Stored data |

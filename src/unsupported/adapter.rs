// Copyright 2023 Google LLC
//
// Licensed under the Apache License, Version 2.0 (the "License");
// you may not use this file except in compliance with the License.
// You may obtain a copy of the License at
//
//     https://www.apache.org/licenses/LICENSE-2.0
//
// Unless required by applicable law or agreed to in writing, software
// distributed under the License is distributed on an "AS IS" BASIS,
// WITHOUT WARRANTIES OR CONDITIONS OF ANY KIND, either express or implied.
// See the License for the specific language governing permissions and
// limitations under the License.

use async_trait::async_trait;
use futures::stream::BoxStream;

use super::{unsupported, BleDevice};
use crate::{
    api,
    common::{AdapterState, BluetoothError, DeviceId, DiscoveredDevice},
};

pub struct BleAdapter;

#[async_trait]
impl api::BleAdapter for BleAdapter {
    type Device = BleDevice;

    async fn default() -> Result<Self, BluetoothError> {
        Err(unsupported())
    }

    async fn state(&self) -> Result<AdapterState, BluetoothError> {
        Ok(AdapterState::Unsupported)
    }

    async fn state_changes(
        &self,
    ) -> Result<BoxStream<'static, AdapterState>, BluetoothError> {
        Err(unsupported())
    }

    async fn start_scan(&mut self) -> Result<(), BluetoothError> {
        Err(unsupported())
    }

    async fn stop_scan(&mut self) -> Result<(), BluetoothError> {
        Err(unsupported())
    }

    async fn next_advertisement(
        &mut self,
    ) -> Result<DiscoveredDevice, BluetoothError> {
        Err(unsupported())
    }

    async fn connect(&self, _id: &DeviceId) -> Result<BleDevice, BluetoothError> {
        Err(unsupported())
    }
}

What the task asks | Exactly and exclusively, repeat the lines from the line that contains "impl api::BleAdapter for" through the end of the records, both ends included.

The answer |
impl api::BleAdapter for BleAdapter {
    type Device = BleDevice;

    async fn default() -> Result<Self, BluetoothError> {
        Err(unsupported())
    }

    async fn state(&self) -> Result<AdapterState, BluetoothError> {
        Ok(AdapterState::Unsupported)
    }

    async fn state_changes(
        &self,
    ) -> Result<BoxStream<'static, AdapterState>, BluetoothError> {
        Err(unsupported())
    }

    async fn start_scan(&mut self) -> Result<(), BluetoothError> {
        Err(unsupported())
    }

    async fn stop_scan(&mut self) -> Result<(), BluetoothError> {
        Err(unsupported())
    }

    async fn next_advertisement(
        &mut self,
    ) -> Result<DiscoveredDevice, BluetoothError> {
        Err(unsupported())
    }

    async fn connect(&self, _id: &DeviceId) -> Result<BleDevice, BluetoothError> {
        Err(unsupported())
    }
}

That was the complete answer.